Daniel is poised on the edge of the flat roof. His view down – way down – comes to an abrupt end some ten metres below with a smooth expanse of freshly set black tarmac.

“Daniel!” His mother calls, the only one left to stick by him. “Come away from there, darling.” Her cry is plaintive, scared; pathetic. “Please.”

He looks back at her, but it is a brief glance, and meaningless. His attention returns to the ground below, his vision spinning with an almost intoxicating desire to fall… to fly. Another cry from his mother, and he is wrenched sharply from that lulling, tantalising possibility into a jagged-edged place of fear and dread.
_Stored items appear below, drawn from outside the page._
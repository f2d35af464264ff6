//! # booking-engine
//!
//! Recurrence expansion and conflict detection for car bookings that repeat
//! daily or weekly.
//!
//! A booking is stored as a single *definition* (start date, time-of-day range,
//! repeat option, optional end date and weekday mask). The engine turns those
//! definitions into concrete per-day occurrences for a calendar window, and
//! decides whether a new or edited booking collides with what is already booked
//! for the same car. All times are naive local times.
//!
//! ## Modules
//!
//! - [`model`] — booking definitions, recurrence variants, weekday masks, occurrences
//! - [`overlap`] — the time-of-day overlap predicate shared by every comparison
//! - [`expander`] — definition + date window → lazy sequence of occurrences
//! - [`conflict`] — candidate booking + existing definitions → first conflict
//! - [`calendar`] — immutable date-keyed view over many expanded definitions
//! - [`config`] — engine policies (open-ended horizon, materialization)
//! - [`store`] — storage trait and an in-memory, JSON-snapshot implementation
//! - [`validation`] — request validation performed before the engine runs
//! - [`service`] — calendar query and create/update flow over a store
//! - [`seed`] — sample cars and bookings
//! - [`error`] — Error types

pub mod calendar;
pub mod config;
pub mod conflict;
pub mod error;
pub mod expander;
pub mod model;
pub mod overlap;
pub mod seed;
pub mod service;
pub mod store;
pub mod validation;

pub use calendar::{build_calendar, Calendar};
pub use config::{EngineOptions, Materialization, UnboundedHorizon};
pub use conflict::{
    candidate_dates, find_conflict, find_conflict_with_horizon, has_conflict, Conflict,
};
pub use error::BookingError;
pub use expander::{expand, expand_with_horizon, DateWindow, Occurrences, RecurrenceDates};
pub use model::{
    BookingDefinition, Car, Occurrence, Recurrence, RepeatOption, ResourceLabel, WeekdayMask,
};
pub use overlap::TimeRange;
pub use service::{BookingOutcome, BookingRequest, BookingService, CalendarQuery};
pub use store::{BookingStore, MemoryStore, Snapshot};
//! The time-of-day overlap rule used everywhere two bookings are compared.
//!
//! Two ranges on the same day overlap when `a.start < b.end && a.end > b.start`.
//! Touching ranges (one ends exactly when the other starts) do NOT overlap.
//! Identical ranges always overlap, which only matters for zero-length ranges.

use chrono::NaiveTime;
use serde::{Deserialize, Serialize};

/// A time-of-day range within a single day.
#[derive(Debug, Clone, Copy, PartialEq, Eq, Hash, Serialize, Deserialize)]
pub struct TimeRange {
    pub start: NaiveTime,
    pub end: NaiveTime,
}

impl TimeRange {
    pub fn new(start: NaiveTime, end: NaiveTime) -> Self {
        TimeRange { start, end }
    }

    /// Whether the two ranges collide. Symmetric in `self` and `other`.
    pub fn overlaps(&self, other: &TimeRange) -> bool {
        (self.start < other.end && self.end > other.start)
            || (self.start == other.start && self.end == other.end)
    }

    /// Minutes shared by both ranges, 0 when they do not overlap.
    pub fn overlap_minutes(&self, other: &TimeRange) -> i64 {
        let start = self.start.max(other.start);
        let end = self.end.min(other.end);
        if start < end {
            (end - start).num_minutes()
        } else {
            0
        }
    }
}

#[cfg(test)]
mod tests {
    use super::*;

    fn range(start_hour: u32, end_hour: u32) -> TimeRange {
        TimeRange::new(
            NaiveTime::from_hms_opt(start_hour, 0, 0).unwrap(),
            NaiveTime::from_hms_opt(end_hour, 0, 0).unwrap(),
        )
    }

    #[test]
    fn partial_overlap() {
        assert!(range(10, 12).overlaps(&range(11, 13)));
        assert_eq!(range(10, 12).overlap_minutes(&range(11, 13)), 60);
    }

    #[test]
    fn touching_ranges_do_not_overlap() {
        assert!(!range(10, 12).overlaps(&range(12, 14)));
        assert!(!range(12, 14).overlaps(&range(10, 12)));
        assert_eq!(range(10, 12).overlap_minutes(&range(12, 14)), 0);
    }

    #[test]
    fn identical_zero_length_ranges_overlap() {
        assert!(range(9, 9).overlaps(&range(9, 9)));
        assert!(!range(9, 9).overlaps(&range(10, 10)));
    }

    #[test]
    fn contained_range_overlaps() {
        assert!(range(8, 18).overlaps(&range(12, 13)));
        assert!(range(12, 13).overlaps(&range(8, 18)));
    }
}
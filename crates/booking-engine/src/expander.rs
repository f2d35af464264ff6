//! Recurrence expansion -- turns one booking definition into the concrete days
//! it occupies inside a date window.
//!
//! The walk moves one day at a time from the definition's start date to the
//! earlier of its series end and the window end, emitting every day the
//! definition's [`Recurrence`] includes. Expansion is lazy and holds no state
//! beyond the iterator itself, so calling [`expand`] twice with the same inputs
//! yields the same sequence.

use std::iter::FusedIterator;

use chrono::NaiveDate;

use crate::config::UnboundedHorizon;
use crate::error::{BookingError, Result};
use crate::model::{BookingDefinition, Occurrence, Recurrence};

/// An inclusive range of calendar dates with `start <= end`.
#[derive(Debug, Clone, Copy, PartialEq, Eq, Hash)]
pub struct DateWindow {
    start: NaiveDate,
    end: NaiveDate,
}

impl DateWindow {
    /// # Errors
    /// Returns `BookingError::Validation` when `start` is after `end`.
    pub fn new(start: NaiveDate, end: NaiveDate) -> Result<Self> {
        if start > end {
            return Err(BookingError::invalid(
                "Start date cannot be greater than end date.",
            ));
        }
        Ok(DateWindow { start, end })
    }

    /// The one-day window `[date, date]`.
    pub fn single(date: NaiveDate) -> Self {
        DateWindow {
            start: date,
            end: date,
        }
    }

    pub fn start(&self) -> NaiveDate {
        self.start
    }

    pub fn end(&self) -> NaiveDate {
        self.end
    }

    pub fn contains(&self, date: NaiveDate) -> bool {
        self.start <= date && date <= self.end
    }
}

/// The dates a recurrence lands on between `start_date` and `last_date`, inclusive.
///
/// This is the bare day walk, independent of any stored definition. The
/// conflict detector uses it to enumerate a candidate's prospective days.
#[derive(Debug, Clone)]
pub struct RecurrenceDates {
    recurrence: Recurrence,
    start_date: NaiveDate,
    last_date: NaiveDate,
    cursor: Option<NaiveDate>,
}

impl RecurrenceDates {
    pub fn new(recurrence: Recurrence, start_date: NaiveDate, last_date: NaiveDate) -> Self {
        let cursor = (!recurrence.is_void()).then_some(start_date);
        RecurrenceDates {
            recurrence,
            start_date,
            last_date,
            cursor,
        }
    }

    /// Skip every date before `from`.
    pub fn starting_at(mut self, from: NaiveDate) -> Self {
        self.cursor = self.cursor.map(|cursor| cursor.max(from));
        self
    }
}

impl Iterator for RecurrenceDates {
    type Item = NaiveDate;

    fn next(&mut self) -> Option<NaiveDate> {
        while let Some(candidate) = self.cursor {
            if candidate > self.last_date {
                self.cursor = None;
                break;
            }

            // The cursor never goes below start_date, so a non-repeating walk
            // has nothing left after its first step.
            self.cursor = if self.recurrence.ends_after_first_day() {
                None
            } else {
                candidate.succ_opt()
            };

            if self.recurrence.includes(self.start_date, candidate) {
                return Some(candidate);
            }
        }
        None
    }
}

impl FusedIterator for RecurrenceDates {}

/// Lazy sequence of a definition's occurrences inside a window.
#[derive(Debug, Clone)]
pub struct Occurrences<'a> {
    definition: &'a BookingDefinition,
    dates: RecurrenceDates,
}

impl Iterator for Occurrences<'_> {
    type Item = Occurrence;

    fn next(&mut self) -> Option<Occurrence> {
        self.dates
            .next()
            .map(|date| Occurrence::of(self.definition, date))
    }
}

impl FusedIterator for Occurrences<'_> {}

/// Expand a definition into its occurrences within `window`.
///
/// Repeating definitions without `repeat_until` run to the end of the window
/// ([`UnboundedHorizon::ClampToQueryWindow`]). Use [`expand_with_horizon`] to
/// pick another policy.
pub fn expand(definition: &BookingDefinition, window: DateWindow) -> Occurrences<'_> {
    expand_with_horizon(definition, window, UnboundedHorizon::default())
}

/// Expand a definition into its occurrences within `window`, resolving a
/// missing `repeat_until` with `policy`.
///
/// An empty sequence is a normal result: the definition may lie outside the
/// window, or be a weekly booking with no weekdays selected.
pub fn expand_with_horizon(
    definition: &BookingDefinition,
    window: DateWindow,
    policy: UnboundedHorizon,
) -> Occurrences<'_> {
    let effective_end = definition
        .series_end(policy, window.end())
        .min(window.end());

    let dates = RecurrenceDates::new(definition.recurrence(), definition.start_date, effective_end)
        .starting_at(window.start());

    Occurrences { definition, dates }
}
“Please, Daniel.” She sounds exhausted.

But it’s like the time – although he was too young to remember, really – his devout aunt had taken him into the Notre Dame Cathedral during the Vespers service. They’d crept in late, and she’d told him to be silent, but that nasty urchin lurking inside of him had wanted out, and he had let forth an inhuman wail at the top of his lungs, lapsing into a fiendish giggle as she dragged him out by the collar, blushing under the glares of the congregation.

It’s like the time he’d just reached out and run his hand up the branch of the monkey puzzle tree in his nana’s back garden, even though he knew why it was called that, knew it would hurt. He does remember that, remembers watching the blood ooze up through his skin, hoping the urchin was satisfied with these ruby jewels he held out in his palm.

And it’s like the time on the beach, when he dropped the rock on his father’s sleeping head. He really should have known better at that age, but always, always, there was the urchin that inhabited him, his whiny demands derisive, relentless until Daniel eventually gave in. His father’d gone to hospital for that, and Daniel to his room for a month.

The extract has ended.